What witnesses and video show
Bystander videos reviewed by news outlets and people who say they were there paint a different picture. Some clips appear to show Pretti holding a phone in one hand and not a weapon in the other. Other footage shows an agent reaching into a scuffle empty-handed and then coming out with a gun before the first shot. Witnesses who filed sworn statements said the man approached with a camera, not a gun, and that agents pulled him to the ground.
A messy context
This case comes on the heels of another recent fatal encounter involving federal agents in Minneapolis, which has heightened local tensions. Officials in both incidents have described the shootings as defensive actions by agents, while some eyewitness accounts and videos have cast doubt on those official versions.
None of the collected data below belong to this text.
use std::fmt::{Display, Formatter};

use crate::domain::{
    EntryId, EntryPatch, NewProject, NewTimeEntry, Project, ProjectId, ProjectPatch, TimeEntry,
    UserId,
};

/// Receives the full, freshly sorted, owner-scoped entry set after every
/// change, mirroring a document database's snapshot listener.
pub type EntryListener = Box<dyn FnMut(&[TimeEntry])>;

#[derive(Debug, Clone, Copy, PartialEq, Eq, Hash)]
pub struct ListenerId(pub u64);

#[derive(Debug)]
pub enum StoreError {
    NotFound { collection: &'static str, id: String },
    Io(std::io::Error),
    TomlDecode(toml::de::Error),
    TomlEncode(toml::ser::Error),
    JsonDecode(serde_json::Error),
    JsonEncode(serde_json::Error),
}

impl Display for StoreError {
    fn fmt(&self, f: &mut Formatter<'_>) -> std::fmt::Result {
        match self {
            StoreError::NotFound { collection, id } => {
                write!(f, "{collection} not found: {id}")
            }
            StoreError::Io(err) => write!(f, "io error: {err}"),
            StoreError::TomlDecode(err) => write!(f, "failed to parse TOML header: {err}"),
            StoreError::TomlEncode(err) => write!(f, "failed to encode TOML header: {err}"),
            StoreError::JsonDecode(err) => write!(f, "failed to parse JSONL entry: {err}"),
            StoreError::JsonEncode(err) => write!(f, "failed to encode JSONL entry: {err}"),
        }
    }
}

impl std::error::Error for StoreError {}

/// Persistence boundary for projects and time entries.
///
/// Implementations stamp `created_at`/`updated_at` themselves and keep the
/// `is_active` field derived from `end_time` on every write; it is an index
/// field, never independent truth. Query results come back newest-first
/// (projects by creation, entries by start time with an id tiebreak).
pub trait EntryStore {
    fn create_project(&mut self, draft: NewProject) -> Result<Project, StoreError>;
    fn update_project(
        &mut self,
        id: &ProjectId,
        patch: ProjectPatch,
    ) -> Result<Project, StoreError>;
    fn delete_project(&mut self, id: &ProjectId) -> Result<(), StoreError>;
    fn projects_for(&self, owner: &UserId) -> Result<Vec<Project>, StoreError>;

    fn create_entry(&mut self, draft: NewTimeEntry) -> Result<TimeEntry, StoreError>;
    fn update_entry(&mut self, id: &EntryId, patch: EntryPatch) -> Result<TimeEntry, StoreError>;
    fn delete_entry(&mut self, id: &EntryId) -> Result<(), StoreError>;
    fn entries_for(&self, owner: &UserId) -> Result<Vec<TimeEntry>, StoreError>;

    /// Registers a snapshot listener scoped to one owner. The listener fires
    /// once per subsequent entry mutation until unsubscribed.
    fn subscribe_entries(&mut self, owner: &UserId, listener: EntryListener) -> ListenerId;
    fn unsubscribe(&mut self, id: ListenerId);
}
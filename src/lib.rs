pub mod aggregate;
pub mod auth;
pub mod domain;
pub mod paths;
pub mod session;
pub mod storage;
pub mod store;
pub mod validator;

pub use auth::{AuthError, AuthProvider, UserSession};
pub use domain::{Project, TimeEntry};
pub use session::{TrackError, Tracker};
pub use storage::JsonStore;
pub use store::{EntryStore, StoreError};
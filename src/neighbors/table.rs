use once_cell::sync::Lazy;

use crate::acquisition::path::Path;

/// lldpRemTable
pub static LLDP_ROOT: Lazy<Path> = Lazy::new(|| Path::new(vec![1, 0, 8802, 1, 1, 2, 1, 4]));
/// cdpCacheTable
pub static CDP_ROOT: Lazy<Path> =
    Lazy::new(|| Path::new(vec![1, 3, 6, 1, 4, 1, 9, 9, 23, 1, 2, 1]));
/// ifName
pub static IF_NAME_ROOT: Lazy<Path> =
    Lazy::new(|| Path::new(vec![1, 3, 6, 1, 2, 1, 31, 1, 1, 1, 1]));

#[derive(Debug, Clone, Copy, PartialEq, Eq, Hash)]
pub enum Column {
    RemotePortLabel,
    LocalInterfaceRef,
    RemoteDeviceId,
}

/// Where one neighbor table lives and which of its columns matter.
#[derive(Debug, Clone, PartialEq, Eq)]
pub struct NeighborTable {
    pub name: &'static str,
    pub root: Path,
    /// Components between the root and the column number
    entry: Vec<u64>,
    columns: Vec<(u64, Column)>,
    /// Row index component that carries the local interface index, for tables without such a column
    local_ref_in_index: Option<usize>,
}

/// A binding that landed in a recognized column.
#[derive(Debug, Clone, PartialEq, Eq)]
pub struct Cell<'a> {
    pub column: Column,
    pub row: &'a [u64],
}

impl NeighborTable {
    /// lldpRemEntry: port id (7), local port number (2), system name (9).
    pub fn lldp() -> Self {
        Self {
            name: "lldp",
            root: LLDP_ROOT.clone(),
            entry: vec![1, 1],
            columns: vec![
                (7, Column::RemotePortLabel),
                (2, Column::LocalInterfaceRef),
                (9, Column::RemoteDeviceId),
            ],
            local_ref_in_index: None,
        }
    }

    /// cdpCacheEntry: device port (7), device id (6). Rows are indexed by cdpCacheIfIndex.cdpCacheDeviceIndex.
    pub fn cdp() -> Self {
        Self {
            name: "cdp",
            root: CDP_ROOT.clone(),
            entry: vec![1],
            columns: vec![(7, Column::RemotePortLabel), (6, Column::RemoteDeviceId)],
            local_ref_in_index: Some(0),
        }
    }

    pub fn standard() -> Vec<Self> {
        vec![Self::lldp(), Self::cdp()]
    }

    /// Column and row index of `path`, or `None` when it is outside the entry or in a column we skip.
    pub fn classify<'a>(&self, path: &'a Path) -> Option<Cell<'a>> {
        let suffix = path.suffix_after(&self.root)?;
        let rest = suffix.strip_prefix(self.entry.as_slice())?;
        let (column_id, row) = rest.split_first()?;
        let column = self
            .columns
            .iter()
            .find(|(id, _)| id == column_id)
            .map(|(_, column)| *column)?;
        Some(Cell { column, row })
    }

    /// Local interface index encoded in a row index, if this table keeps it there.
    pub fn local_ref_from_row(&self, row: &[u64]) -> Option<String> {
        self.local_ref_in_index
            .and_then(|position| row.get(position))
            .map(|component| component.to_string())
    }
}
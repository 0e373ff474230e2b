use serde::{Deserialize, Serialize};

/// One reported adjacency from `from` to `to`.
#[derive(Debug, Clone, PartialEq, Eq, PartialOrd, Ord, Hash, Serialize, Deserialize)]
pub struct Edge {
    pub from: String,
    pub to: String,
    /// Port on the remote device
    pub label: String,
    /// Port on the reporting device, `N/A` when unknown
    pub local_port: String,
}

impl Edge {
    pub fn new(
        from: impl Into<String>,
        to: impl Into<String>,
        label: impl Into<String>,
        local_port: impl Into<String>,
    ) -> Self {
        Self {
            from: from.into(),
            to: to.into(),
            label: label.into(),
            local_port: local_port.into(),
        }
    }
}
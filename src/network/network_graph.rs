use std::collections::{BTreeSet, HashMap};

use petgraph::{
    Directed,
    graph::{EdgeIndex, NodeIndex},
    prelude::StableGraph,
};
use serde::{Serialize, ser::SerializeStruct};

use crate::network::{edge::Edge, node::DeviceNode};

/// Device multigraph built up during one discovery run.
///
/// node_id_to_index_map maps device ids to graph indices so repeated sightings of the same
/// device land on one node. Parallel edges are kept: two links between the same pair of
/// devices are two edges.
#[derive(Debug, Clone, Default)]
pub struct TopologyGraph {
    graph: StableGraph<DeviceNode, Edge, Directed>,
    node_id_to_index_map: HashMap<String, NodeIndex>,
}

impl TopologyGraph {
    pub fn new() -> Self {
        Self::default()
    }

    /// Inserts the node, or replaces the label of the node that already has its id.
    pub fn upsert_node(&mut self, node: DeviceNode) -> NodeIndex {
        if let Some(&index) = self.node_id_to_index_map.get(&node.id) {
            if let Some(existing) = self.graph.node_weight_mut(index) {
                existing.label = node.label;
            }
            return index;
        }
        let id = node.id.clone();
        let index = self.graph.add_node(node);
        self.node_id_to_index_map.insert(id, index);
        index
    }

    /// Index of `id`, adding a node labelled with the id if there is none yet. An existing label is left alone.
    fn ensure_node(&mut self, id: &str) -> NodeIndex {
        match self.node_id_to_index_map.get(id) {
            Some(&index) => index,
            None => self.upsert_node(DeviceNode::named(id)),
        }
    }

    /// Adds the edge, creating either endpoint if it does not exist.
    pub fn add_edge(&mut self, edge: Edge) -> EdgeIndex {
        let from = self.ensure_node(&edge.from);
        let to = self.ensure_node(&edge.to);
        self.graph.add_edge(from, to, edge)
    }

    pub fn node(&self, id: &str) -> Option<&DeviceNode> {
        self.node_id_to_index_map
            .get(id)
            .and_then(|&index| self.graph.node_weight(index))
    }

    pub fn contains_node(&self, id: &str) -> bool {
        self.node_id_to_index_map.contains_key(id)
    }

    pub fn node_ids(&self) -> BTreeSet<&str> {
        self.node_id_to_index_map.keys().map(String::as_str).collect()
    }

    /// Nodes ordered by id.
    pub fn nodes(&self) -> Vec<&DeviceNode> {
        let mut nodes: Vec<&DeviceNode> = self.graph.node_weights().collect();
        nodes.sort_by(|a, b| a.id.cmp(&b.id));
        nodes
    }

    /// Edges in a stable order, independent of insertion order.
    pub fn edges(&self) -> Vec<&Edge> {
        let mut edges: Vec<&Edge> = self.graph.edge_weights().collect();
        edges.sort();
        edges
    }

    pub fn edges_between(&self, from: &str, to: &str) -> Vec<&Edge> {
        self.edges()
            .into_iter()
            .filter(|edge| edge.from == from && edge.to == to)
            .collect()
    }

    pub fn node_count(&self) -> usize {
        self.graph.node_count()
    }

    pub fn edge_count(&self) -> usize {
        self.graph.edge_count()
    }
}

impl Serialize for TopologyGraph {
    fn serialize<S>(&self, serializer: S) -> Result<S::Ok, S::Error>
    where
        S: serde::Serializer,
    {
        let mut state = serializer.serialize_struct("TopologyGraph", 2)?;
        state.serialize_field("nodes", &self.nodes())?;
        state.serialize_field("edges", &self.edges())?;
        state.end()
    }
}

#[cfg(test)]
mod tests {
    use super::*;

    #[test]
    fn test_upsert_replaces_label_without_duplicating() {
        let mut graph = TopologyGraph::new();
        let first = graph.upsert_node(DeviceNode::new("deviceX", "10.0.0.1"));
        let second = graph.upsert_node(DeviceNode::new("deviceX", "deviceX"));
        assert_eq!(first, second);
        assert_eq!(graph.node_count(), 1);
        assert_eq!(graph.node("deviceX").map(|n| n.label.as_str()), Some("deviceX"));
    }

    #[test]
    fn test_add_edge_creates_missing_endpoints() {
        let mut graph = TopologyGraph::new();
        graph.upsert_node(DeviceNode::new("deviceX", "core switch"));
        graph.add_edge(Edge::new("deviceX", "deviceY", "Gi0/1", "Gi0/24"));

        assert_eq!(graph.node_ids().into_iter().collect::<Vec<_>>(), ["deviceX", "deviceY"]);
        // The existing label survives
        assert_eq!(graph.node("deviceX").map(|n| n.label.as_str()), Some("core switch"));
        assert_eq!(graph.node("deviceY").map(|n| n.label.as_str()), Some("deviceY"));
    }

    #[test]
    fn test_parallel_edges_are_kept() {
        let mut graph = TopologyGraph::new();
        graph.add_edge(Edge::new("a", "b", "Gi0/1", "Gi0/1"));
        graph.add_edge(Edge::new("a", "b", "Gi0/2", "Gi0/2"));
        graph.add_edge(Edge::new("a", "b", "Gi0/2", "Gi0/2"));
        assert_eq!(graph.edge_count(), 3);
        assert_eq!(graph.edges_between("a", "b").len(), 3);
        assert!(graph.edges_between("b", "a").is_empty());
    }

    #[test]
    fn test_serialize() {
        let mut graph = TopologyGraph::new();
        graph.add_edge(Edge::new("b", "a", "Gi0/1", "N/A"));
        let json = serde_json::to_value(&graph).unwrap();
        assert_eq!(
            json,
            serde_json::json!({
                "nodes": [{"id": "a", "label": "a"}, {"id": "b", "label": "b"}],
                "edges": [{"from": "b", "to": "a", "label": "Gi0/1", "local_port": "N/A"}],
            })
        );
    }
}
Why some people think an outside team should handle it
Former federal law enforcement officials say it’s odd for a Department of Homeland Security component to lead a criminal probe into a shooting involving DHS personnel. Their argument: investigations are usually more impartial if an external or independent team handles them, especially when the agency under scrutiny is the same one running the inquiry.
Legal next steps
Any criminal charges would be the domain of the Department of Justice, not DHS. In the meantime, administrative reviews and parallel inquiries will continue as investigators sort through forensic evidence and witness statements. That process — slow, technical and often frustrating — will be what decides whether this becomes a criminal prosecution or remains an internal matter.
Human fallout
Beyond the legal and bureaucratic wrangling, the case has stirred the community: vigils and public debate have followed the shooting, and local leaders and residents are watching the investigation closely. Whatever the final conclusion, this incident has added fuel to already heated conversations about use of force, accountability, and which agencies should investigate their own.
Bottom line
HSI is leading the probe, the FBI is assisting, and citizens and former officials are asking whether that setup makes sense. Videos and witness statements complicate the official narrative, and the evidence-gathering process will be crucial. Expect more data, more legal arguments, and more questions as investigators piece together what really happened.